■ ACTIVITY: For each line below that contains the word "rejected", make a copy.
DATA START
use anyhow::{Result, bail};

use reagent_forge::Registries;

use super::wave::{WaveOutcome, run_wave};
use crate::cli::CheckArgs;
use crate::display::{
    BalanceRow, Context as DisplayContext, Progress, print_balance_table, print_rejections,
    print_wave_summary,
};
use crate::util::text::plural;

const TOTAL_STEPS: u8 = 4;

pub fn run_check(args: CheckArgs, ctx: DisplayContext) -> Result<()> {
    let mut progress = Progress::new(ctx.interactive, TOTAL_STEPS);
    let WaveOutcome {
        coordinator,
        report,
    } = run_wave(&args.catalog, &mut progress)?;

    progress.step("Checking element balance");
    let rows = balance_rows(coordinator.registries());
    let unbalanced = rows.iter().filter(|r| !r.balanced).count();
    progress.complete_step(
        "Checking element balance",
        &[
            plural(rows.len(), "formula"),
            format!("{unbalanced} unbalanced"),
        ],
    );

    if ctx.interactive {
        print_wave_summary(&report);
        print_balance_table(&rows);
        print_rejections(&report);
    }

    let rejected = report.rejected_compounds.len() + report.rejected_formulas.len();
    if rejected > 0 {
        bail!("catalog has {rejected} rejected entries");
    }
    if args.strict && unbalanced > 0 {
        bail!("{} do not conserve elements (--strict)", plural(unbalanced, "formula"));
    }

    progress.finish();
    Ok(())
}

fn balance_rows(registries: &Registries) -> Vec<BalanceRow> {
    let compounds = &registries.compounds;
    registries
        .formulas
        .snapshot()
        .iter()
        .filter_map(|formula| {
            let balance = formula.element_balance(|key| compounds.get(key).ok())?;
            if !balance.is_balanced() {
                tracing::warn!(formula = %formula.id, delta = %balance, "unbalanced formula");
            }
            Some(BalanceRow {
                formula: formula.id.clone(),
                equation: formula.to_string(),
                balanced: balance.is_balanced(),
                delta: balance.to_string(),
            })
        })
        .collect()
}
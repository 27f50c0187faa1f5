use std::sync::Arc;

use super::error::{EntryKind, Error};
use super::table::{Keyed, Registry};
use crate::model::compound::{Compound, CompoundDef};

impl Keyed for Compound {
    const KIND: EntryKind = EntryKind::Compound;

    fn key(&self) -> &str {
        Compound::key(self)
    }
}

/// Registry of every known compound, keyed by compound key.
pub type CompoundRegistry = Registry<Compound>;

impl Registry<Compound> {
    pub fn register(&self, compound: Compound) -> Result<Arc<Compound>, Error> {
        let registered = self.insert(compound)?;
        tracing::debug!(
            key = registered.key(),
            formula = registered.formula(),
            "registered compound"
        );
        Ok(registered)
    }

    /// Parses the composition of `def` and registers the result.
    pub fn register_def(&self, def: CompoundDef) -> Result<Arc<Compound>, Error> {
        let key = def.key.clone();
        let compound = Compound::try_from(def)
            .map_err(|e| Error::invalid(EntryKind::Compound, key, e.to_string()))?;
        self.register(compound)
    }
}
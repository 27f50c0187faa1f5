//! Core data structures of the chemistry model.
//!
//! - [`types`] – Periodic table elements with standard atomic weights.
//! - [`composition`] – Elemental composition parsed from formula descriptors.
//! - [`compound`] – Registered substances.
//! - [`formula`] – Declarative reaction rules over compound keys.
//! - [`container`] – Mode-exclusive container state (mass or percentage).
//! - [`station`] – Reaction stations and their executable recipes.
//!
//! Definitions ([`Compound`], [`Formula`]) are immutable once registered and
//! shared behind `Arc`; stations are derived from them by the
//! [`crate::forge`] compiler.
//!
//! [`Compound`]: compound::Compound
//! [`Formula`]: formula::Formula

pub mod composition;
pub mod compound;
pub mod container;
pub mod formula;
pub mod station;
pub mod types;
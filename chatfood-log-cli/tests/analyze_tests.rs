//! Integration tests for the analyze command.
//!
//! Runs the handler against real files and checks rendering and error mapping.

use std::fs;

use tempfile::TempDir;
use tokio_util::sync::CancellationToken;

use chatfood_log_analyzer::{AnalyzerConfig, LogSource};
use chatfood_log_cli::analyze::{self, AnalysisReport};
use chatfood_log_cli::cli::OutputFormat;
use chatfood_log_cli::output::{OutputWriter, Render};

const LOG: &str = "\
2024-01-01 09:15:32 ERROR API 호출 API: recommend 소요시간: 1200ms Failed to connect
2024-01-01 09:20:00 INFO API 호출 API: recommend 소요시간: 200ms
2024-01-01 13:00:00 INFO API 호출 API: search 소요시간: 900ms
";

#[tokio::test]
async fn test_analyze_file_returns_statistics() {
    let temp_dir = TempDir::new().expect("should create temp dir");
    let log_path = temp_dir.path().join("chatfood.log");
    fs::write(&log_path, LOG).expect("should write log");

    let report = analyze::execute(
        &LogSource::from_arg(&log_path),
        &AnalyzerConfig::default(),
        &OutputWriter::new(OutputFormat::Json),
        CancellationToken::new(),
    )
    .await
    .expect("analysis should succeed");

    let stats = report.statistics();
    assert!(!report.stopped_early());
    assert_eq!(stats.total_lines, 3);
    assert_eq!(stats.api_call_counts.get("recommend"), 2);
    assert_eq!(stats.response_times, vec![1200, 200, 900]);
}

#[tokio::test]
async fn test_analyze_missing_file_exit_code() {
    let temp_dir = TempDir::new().expect("should create temp dir");
    let missing = temp_dir.path().join("nope.log");

    let err = analyze::execute(
        &LogSource::from_arg(&missing),
        &AnalyzerConfig::default(),
        &OutputWriter::new(OutputFormat::Text),
        CancellationToken::new(),
    )
    .await
    .err()
    .expect("missing file should fail");

    assert_eq!(err.exit_code(), 3, "missing source should map to exit code 3");
    assert!(err.to_string().contains("nope.log"));
}

#[tokio::test]
async fn test_analyze_invalid_utf8_exit_code() {
    let temp_dir = TempDir::new().expect("should create temp dir");
    let log_path = temp_dir.path().join("binary.log");
    fs::write(&log_path, b"ok INFO line\n\xff\xfe\n").expect("should write log");

    let err = analyze::execute(
        &LogSource::from_arg(&log_path),
        &AnalyzerConfig::default(),
        &OutputWriter::new(OutputFormat::Text),
        CancellationToken::new(),
    )
    .await
    .err()
    .expect("invalid utf-8 should fail");

    assert_eq!(err.exit_code(), 4, "ingestion fault should map to exit code 4");
}

#[tokio::test]
async fn test_cancelled_run_renders_partial_report() {
    let temp_dir = TempDir::new().expect("should create temp dir");
    let log_path = temp_dir.path().join("chatfood.log");
    fs::write(&log_path, LOG).expect("should write log");

    let cancel = CancellationToken::new();
    cancel.cancel();

    let report = analyze::execute(
        &LogSource::from_arg(&log_path),
        &AnalyzerConfig::default(),
        &OutputWriter::new(OutputFormat::Text),
        cancel,
    )
    .await
    .expect("cancelled run still succeeds");

    assert!(report.stopped_early());
    assert_eq!(report.statistics().total_lines, 0);
}

#[test]
fn test_text_and_json_views_agree() {
    let mut aggregator = chatfood_log_analyzer::StatisticsAggregator::new().expect("aggregator");
    for line in LOG.lines() {
        aggregator.ingest(line);
    }
    let report = AnalysisReport::new(
        "chatfood.log".to_owned(),
        aggregator.into_statistics(),
        AnalyzerConfig::default(),
        false,
    );

    let mut text = Vec::new();
    report.render_text(&mut text).expect("text render");
    let text = String::from_utf8(text).expect("utf-8");
    assert!(text.contains("  recommend: 2회"));
    assert!(text.contains("  09시:    2회 "));
    assert!(text.contains("  느린 요청 (1초 이상): 1개"));

    let mut json = Vec::new();
    OutputWriter::new(OutputFormat::Json)
        .render_to(&report, &mut json)
        .expect("json render");
    let value: serde_json::Value = serde_json::from_slice(&json).expect("valid json");
    assert_eq!(value["apiCallCounts"]["recommend"], 2);
    assert_eq!(value["hourlyCounts"]["9"], 2);
    assert_eq!(value["responseTimeStats"]["slowCount"], 1);
    assert_eq!(value["responseTimeStats"]["min"], 200);
}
DATA END
■ SOLUTION TO THE EXERCISE:
    let rejected = report.rejected_compounds.len() + report.rejected_formulas.len();
    if rejected > 0 {
        bail!("catalog has {rejected} rejected entries");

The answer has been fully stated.